Tom Hayes, of victims' organisation the Alliance Support Group, said Bishop Magee's Christmas statement did not go far enough. He said the group has received a number of calls since it was made.
"The feedback we're getting from people is that they don't accept the bishop's statement and they believe he should resign. He failed to implement the safeguards that were agreed by the Church and most people believe he should not remain."
Mary Flaherty, national director of Children at Risk in Ireland (CARI), said that, although she welcomed the statement, the bishop still had a credibility issue and said that "it would be better if he did step aside".
"We would welcome a committal to do it better but there are still questions about why the exact guidelines weren't implemented. We're not talking about a historical phase, we're talking about a post- Ferns phase.
"What has changed to give us the confidence to believe that the guidelines will be implemented?"
In his message, read out at Christmas Eve Mass in Cobh, Co Cork, Dr Magee said he took full responsibility for the "errors" made in relation to the management of child sexual abuse claims in the diocese. He also gave a full assurance that such mistakes would not happen again.
"I fully accept this report and all its findings and I take full responsibility for the criticism of our management of some issues contained in this report. We made errors, not intentionally, and I want to assure you that such errors will not be made again in this diocese," he said.
"In the future we will have a clerical environment which is as safe as it possibly can be for the children of this diocese. We have, I can assure you, been working to create such an environment, but clearly this report highlighted the need for changes, which have been addressed or will be addressed in the immediate future."

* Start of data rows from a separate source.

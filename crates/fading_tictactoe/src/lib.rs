//! Fading tic-tac-toe game logic.
//!
//! A 3x3 tic-tac-toe variant where each player keeps at most three marks.
//! When a player places a fourth, their oldest mark vanishes first, so the
//! board never fills up and the game only ends with a win.
//!
//! This crate is pure logic with no rendering dependency.

#![warn(missing_docs)]

mod action;
mod game;
pub mod invariants;
mod position;
mod queue;
mod rules;
mod types;

pub use action::{MoveError, Placement};
pub use game::FadingGame;
pub use position::Position;
pub use queue::MoveQueue;
pub use rules::{LINES, LineKind, Win, WinLine, check_winner};
pub use types::{Board, Player, Square};
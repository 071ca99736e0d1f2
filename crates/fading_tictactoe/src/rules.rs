//! Win detection for fading tic-tac-toe.

use super::{Board, Player, Position, Square};
use serde::{Deserialize, Serialize};
use tracing::instrument;

/// Orientation of a winning line.
#[derive(Debug, Clone, Copy, PartialEq, Eq, Hash, Serialize, Deserialize, derive_more::Display)]
pub enum LineKind {
    /// Horizontal line.
    #[display("row")]
    Row,
    /// Vertical line.
    #[display("column")]
    Column,
    /// Diagonal line; index 0 runs top-left to bottom-right, 1 top-right to bottom-left.
    #[display("diagonal")]
    Diagonal,
}

/// Which of the eight lines completed.
#[derive(Debug, Clone, Copy, PartialEq, Eq, Hash, Serialize, Deserialize, derive_more::Display)]
#[display("{kind} {index}")]
pub struct WinLine {
    /// Orientation.
    pub kind: LineKind,
    /// Row, column or diagonal number.
    pub index: usize,
}

impl WinLine {
    /// Creates a win line descriptor.
    pub fn new(kind: LineKind, index: usize) -> Self {
        Self { kind, index }
    }

    /// The three cells covered by this line.
    pub fn positions(&self) -> [Position; 3] {
        let at = |row: usize, col: usize| Position::ALL[row * 3 + col];
        match (self.kind, self.index) {
            (LineKind::Row, r) => [at(r, 0), at(r, 1), at(r, 2)],
            (LineKind::Column, c) => [at(0, c), at(1, c), at(2, c)],
            (LineKind::Diagonal, 0) => [at(0, 0), at(1, 1), at(2, 2)],
            (LineKind::Diagonal, _) => [at(0, 2), at(1, 1), at(2, 0)],
        }
    }
}

/// A completed line and its owner.
#[derive(Debug, Clone, Copy, PartialEq, Eq, Hash, Serialize, Deserialize)]
pub struct Win {
    /// The player with three in a line.
    pub player: Player,
    /// The line itself.
    pub line: WinLine,
}

/// The eight lines in scan order: rows, columns, then both diagonals.
pub const LINES: [WinLine; 8] = [
    WinLine { kind: LineKind::Row, index: 0 },
    WinLine { kind: LineKind::Row, index: 1 },
    WinLine { kind: LineKind::Row, index: 2 },
    WinLine { kind: LineKind::Column, index: 0 },
    WinLine { kind: LineKind::Column, index: 1 },
    WinLine { kind: LineKind::Column, index: 2 },
    WinLine { kind: LineKind::Diagonal, index: 0 },
    WinLine { kind: LineKind::Diagonal, index: 1 },
];

/// Checks if there is a winner on the board.
///
/// Returns the first complete line in [`LINES`] order.
#[instrument(skip(board))]
pub fn check_winner(board: &Board) -> Option<Win> {
    LINES.into_iter().find_map(|line| {
        let [a, b, c] = line.positions();
        match board.get(a) {
            Square::Occupied(player)
                if board.get(b) == Square::Occupied(player)
                    && board.get(c) == Square::Occupied(player) =>
            {
                Some(Win { player, line })
            }
            _ => None,
        }
    })
}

Dr Magee promised a detailed statement to east Cork parishioners on the measures taken in hand early in the New Year.
"I again want to sincerely apologise to all victims of clerical sexual abuse and particularly to those who were abused by priests in the diocese. There can be and there will be no place in the Church or, indeed, in wider society for persons who abuse children. For a priest to abuse a child is a massive breach of trust and I am determined to ensure that it is extremely unlikely that this will happen again in this diocese," Bishop Magee stated.

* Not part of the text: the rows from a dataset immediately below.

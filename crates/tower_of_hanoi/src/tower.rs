//! Pegs, the held disk and the move rules.

use super::{Disk, DiskCount, Peg};
use derive_getters::Getters;
use serde::{Deserialize, Serialize};
use tracing::{debug, instrument, trace};

/// A disk lifted off a peg and not yet placed.
#[derive(Debug, Clone, Copy, PartialEq, Eq, Serialize, Deserialize, Getters)]
pub struct HeldDisk {
    /// The disk.
    disk: Disk,
    /// Peg it was lifted from; illegal drops return it here.
    source: Peg,
}

/// Result of dropping the held disk.
#[derive(Debug, Clone, Copy, PartialEq, Eq)]
pub enum DropOutcome {
    /// Nothing was held.
    NothingHeld,
    /// The disk moved to another peg and the move counted.
    Moved {
        /// The disk that moved.
        disk: Disk,
        /// Where it came from.
        from: Peg,
        /// Where it landed.
        to: Peg,
    },
    /// Same-peg or illegal drop; the disk went back to its source.
    Returned {
        /// The disk that went back.
        disk: Disk,
        /// The peg it returned to.
        to: Peg,
    },
}

/// The three pegs of one level, plus the held disk and move counter.
#[derive(Debug, Clone, PartialEq, Eq, Serialize, Deserialize)]
pub struct Tower {
    disk_count: DiskCount,
    pegs: [Vec<Disk>; 3],
    held: Option<HeldDisk>,
    move_count: u32,
}

impl Tower {
    /// Creates a level with every disk stacked on the left peg.
    #[instrument]
    pub fn new(disk_count: DiskCount) -> Self {
        let start = (1..=disk_count.get()).rev().map(Disk::new).collect();
        Self {
            disk_count,
            pegs: [start, Vec::new(), Vec::new()],
            held: None,
            move_count: 0,
        }
    }

    /// Lifts the top disk of `peg`.
    ///
    /// Returns the lifted disk, or `None` when a disk is already held or the
    /// peg is empty; nothing changes in that case.
    #[instrument(skip(self))]
    pub fn pick_up(&mut self, peg: Peg) -> Option<Disk> {
        if self.held.is_some() {
            return None;
        }
        let disk = self.pegs[peg.index()].pop()?;
        trace!(%disk, "Picked up");
        self.held = Some(HeldDisk { disk, source: peg });
        Some(disk)
    }

    /// Drops the held disk on `peg`.
    ///
    /// The move is legal when `peg` differs from the source peg and is either
    /// empty or topped by a larger disk. Legal moves count; anything else puts
    /// the disk back on its source peg without counting.
    #[instrument(skip(self))]
    pub fn drop_on(&mut self, peg: Peg) -> DropOutcome {
        let Some(HeldDisk { disk, source }) = self.held.take() else {
            return DropOutcome::NothingHeld;
        };

        let fits = self.top(peg).is_none_or(|top| disk < top);
        if peg != source && fits {
            self.pegs[peg.index()].push(disk);
            self.move_count += 1;
            debug!(%disk, from = %source, to = %peg, moves = self.move_count, "Disk moved");
            DropOutcome::Moved {
                disk,
                from: source,
                to: peg,
            }
        } else {
            self.pegs[source.index()].push(disk);
            debug!(%disk, to = %source, "Disk returned");
            DropOutcome::Returned { disk, to: source }
        }
    }

    /// Picks up from `peg` when nothing is held, otherwise drops onto it.
    #[instrument(skip(self))]
    pub fn select(&mut self, peg: Peg) -> Option<DropOutcome> {
        if self.held.is_some() {
            Some(self.drop_on(peg))
        } else {
            self.pick_up(peg);
            None
        }
    }

    /// Moves the top disk of `from` onto `to` as one pick/drop pair.
    pub fn move_disk(&mut self, from: Peg, to: Peg) -> DropOutcome {
        if self.pick_up(from).is_none() {
            return DropOutcome::NothingHeld;
        }
        self.drop_on(to)
    }

    /// True when the middle or right peg holds every disk.
    pub fn is_solved(&self) -> bool {
        let n = usize::from(self.disk_count.get());
        self.pegs[Peg::Middle.index()].len() == n || self.pegs[Peg::Right.index()].len() == n
    }

    /// Every peg is strictly decreasing bottom-to-top.
    pub fn is_well_ordered(&self) -> bool {
        self.pegs
            .iter()
            .all(|peg| peg.windows(2).all(|pair| pair[0] > pair[1]))
    }

    /// Disks on `peg`, bottom first.
    pub fn disks(&self, peg: Peg) -> &[Disk] {
        &self.pegs[peg.index()]
    }

    /// Top disk of `peg`.
    pub fn top(&self, peg: Peg) -> Option<Disk> {
        self.pegs[peg.index()].last().copied()
    }

    /// The held disk, if any.
    pub fn held(&self) -> Option<HeldDisk> {
        self.held
    }

    /// Legal moves made so far.
    pub fn move_count(&self) -> u32 {
        self.move_count
    }

    /// Disks in this level.
    pub fn disk_count(&self) -> DiskCount {
        self.disk_count
    }

    /// Fewest moves that solve this level.
    pub fn min_moves(&self) -> u32 {
        self.disk_count.min_moves()
    }
}
//! Terminal front end for Tower of Hanoi.

mod layout;
mod ui;

pub use layout::HanoiLayout;
pub use ui::disk_color;

use crate::input::{GameKey, InputEvent, ScrollDirection};
use crate::screen::{Flow, Screen};
use crate::widgets::hit;
use ratatui::{Frame, layout::Rect};
use std::time::Duration;
use tower_of_hanoi::{Command, DiskCount, GameState, HanoiGame, Peg};
use tracing::{debug, instrument};

/// Tower of Hanoi screen.
#[derive(Debug, Default)]
pub struct HanoiScreen {
    game: HanoiGame,
    pointer: Option<(u16, u16)>,
}

impl HanoiScreen {
    /// Creates a screen on the start page with `selection` preselected.
    #[instrument]
    pub fn new(selection: DiskCount) -> Self {
        Self {
            game: HanoiGame::with_selection(selection),
            pointer: None,
        }
    }

    /// The game being played.
    pub fn game(&self) -> &HanoiGame {
        &self.game
    }

    /// Maps an input event to a command for the current state.
    pub fn command_for(&self, event: InputEvent, area: Rect) -> Option<Command> {
        match self.game.state() {
            GameState::Start => match event {
                InputEvent::Key(GameKey::Up) | InputEvent::Scroll(ScrollDirection::Up) => {
                    Some(Command::IncreaseDisks)
                }
                InputEvent::Key(GameKey::Down) | InputEvent::Scroll(ScrollDirection::Down) => {
                    Some(Command::DecreaseDisks)
                }
                InputEvent::Key(GameKey::Confirm) => Some(Command::Confirm),
                _ => None,
            },
            GameState::Playing => match event {
                InputEvent::Key(GameKey::Escape) => Some(Command::ToggleMenu),
                InputEvent::Key(GameKey::Digit(d)) => {
                    usize::from(d)
                        .checked_sub(1)
                        .and_then(Peg::from_index)
                        .map(Command::SelectPeg)
                }
                InputEvent::PointerDown { column, row } => {
                    let layout = HanoiLayout::new(area);
                    if layout.on_menu_button(column, row) {
                        Some(Command::ToggleMenu)
                    } else {
                        layout.peg_at(column).map(Command::SelectPeg)
                    }
                }
                _ => None,
            },
            GameState::Menu => match event {
                InputEvent::Key(GameKey::Escape) => Some(Command::ToggleMenu),
                InputEvent::Key(GameKey::Restart) => Some(Command::Restart),
                InputEvent::PointerDown { column, row } => {
                    let layout = HanoiLayout::new(area);
                    if hit(layout.restart_button, column, row) {
                        Some(Command::Restart)
                    } else if hit(layout.previous_button, column, row) {
                        Some(Command::PreviousLevel)
                    } else if hit(layout.resume_button, column, row) {
                        Some(Command::Resume)
                    } else {
                        None
                    }
                }
                _ => None,
            },
            GameState::Won => match event {
                InputEvent::Key(GameKey::Confirm) => Some(Command::NextLevel),
                InputEvent::PointerDown { column, row }
                    if hit(HanoiLayout::new(area).next_button, column, row) =>
                {
                    Some(Command::NextLevel)
                }
                _ => None,
            },
        }
    }
}

impl Screen for HanoiScreen {
    fn handle(&mut self, event: InputEvent, area: Rect) -> Flow {
        match event {
            InputEvent::Key(GameKey::Quit) => return Flow::Quit,
            InputEvent::PointerDown { column, row } | InputEvent::PointerMoved { column, row } => {
                self.pointer = Some((column, row));
            }
            _ => {}
        }
        if let Some(command) = self.command_for(event, area) {
            let changed = self.game.handle(command);
            debug!(?command, changed, state = %self.game.state(), "Command applied");
        }
        Flow::Continue
    }

    fn render(&self, frame: &mut Frame, _elapsed: Duration) {
        ui::draw(frame, &self.game, self.pointer);
    }
}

Dr Magee also celebrated 10am Mass on Christmas Day at Cobh's St Colman's Cathedral -- but he did not refer to the controversy.
Prayers were said at Christmas Masses throughout the diocese of Cloyne for the bishop who has now come under intense pressure to resign over the childcare protection controversy. At one Mass, parishioners were asked to pray for Dr Magee "who has a lot on his mind at the moment".
Pressure on him to consider his position intensified after two senior Irish clerics admitted over Christmas that the Cloyne controversy is now threatening to damage the Church itself.
The Archbishop of Dublin, Dr Diarmuid Martin, said Dr Magee should do "what is best for child protection".
The Bishop of Killaloe, Dr Willie Walsh, said the whole incident was threatening to cause damage to the Church. While refusing to call on Dr Magee to resign, Dr Walsh did say the Cork cleric would have to consider his situation.
Vatican officials are also said to be "very concerned" at the implications for the entire Church in Ireland if the controversy continues to rage on unabated.
Pressure is expected to intensify on Dr Magee -- a former private secretary to three Popes -- with the imminent publication in January of a Health Service Executive (HSE) report on the Cloyne clerical child abuse claims.